You need look no further for evidence than the different way politicians are talking about government health insurance. Fifteen years ago, any mention of single-payer health care was practically taboo; although the idea is still treated with contempt by establishment commentators and hand-flapping hysteria by Republicans, it has nonetheless become part of the discussion. It isn't surprising that a vanity candidate like Dennis Kucinich (and yes, that's what he is) feels free to advocate single-payer. But now both Hillary Clinton and John Edwards include in their plans a public component modeled on Medicare but open to anyone. Edwards' Web site even states, "Over time, the system may evolve toward a single-payer approach if individuals and businesses prefer the public plan."
Neither one of them would be proposing a government insurance component if doing so would invite electoral catastrophe. They seem to be on reasonably safe ground; when a CNN poll in May asked respondents, "Do you think the government should provide a national health insurance program for all Americans, even if this would require higher taxes?", 64 percent said yes, a figure that can only terrify the executives at America's fine health insurance companies.

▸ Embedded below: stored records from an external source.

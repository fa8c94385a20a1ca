use tokio::signal;
use tracing::warn;

pub async fn listen_for_shutdown() {
    // 等待 Ctrl+C 或 SIGTERM（容器环境下的停机信号）
    #[cfg(unix)]
    {
        let mut sigterm = signal::unix::signal(signal::unix::SignalKind::terminate())
            .expect("Failed to listen for SIGTERM");
        tokio::select! {
            _ = signal::ctrl_c() => {}
            _ = sigterm.recv() => {}
        }
    }

    #[cfg(not(unix))]
    signal::ctrl_c().await.expect("Failed to listen for Ctrl+C");

    warn!("Shutdown signal received, initiating graceful shutdown...");
}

A Democratic presidency that begins in 2009 could ultimately resemble Franklin D. Roosevelt's election in 1932, when, after a dramatic Republican failure that resulted in wholesale public rejection of conservative ideas, a Democrat took the White House and produced a progressive transformation that defined politics for the next half-century. On the other hand, the next Democratic presidency could be more like Jimmy Carter's -- a brief interregnum following Republican disgrace that was largely a failure and preceded multiple Republican Oval Office terms and a resurgence of conservatism.
Obviously, a thousand different factors will influence the outcome of the next presidency. But we're approaching a consensus that health care will be one of the key domestic issues on which that presidency will be judged. The real lesson of 1993 is that the substance of any Democratic plan will have almost no impact on the political challenge it faces; no matter what the plan attempts to do, the industry/GOP alliance will fight it with the fury of a cornered animal. The question -- and what Democratic voters have not only the right but the obligation to ask of their candidates -- is how they intend to beat that alliance.
And we may have the beginnings of a real debate. Edwards has criticized Clinton for attempting to compromise with insurance companies, promising a more confrontational approach. Barack Obama, on the other hand, says the key to successful reform is "bringing people together in a way that builds consensus." But just as with the health-care plans themselves, the devil of political strategy is in the details. Just what kind of confrontation is Edwards proposing? What does Obama mean by consensus, and what will he do when the insurance companies launch a campaign against his plan despite his efforts to bring everyone together? How will Clinton respond when the next round of misleading "Harry and Louise" ads start blanketing the airwaves? Let's hear from them.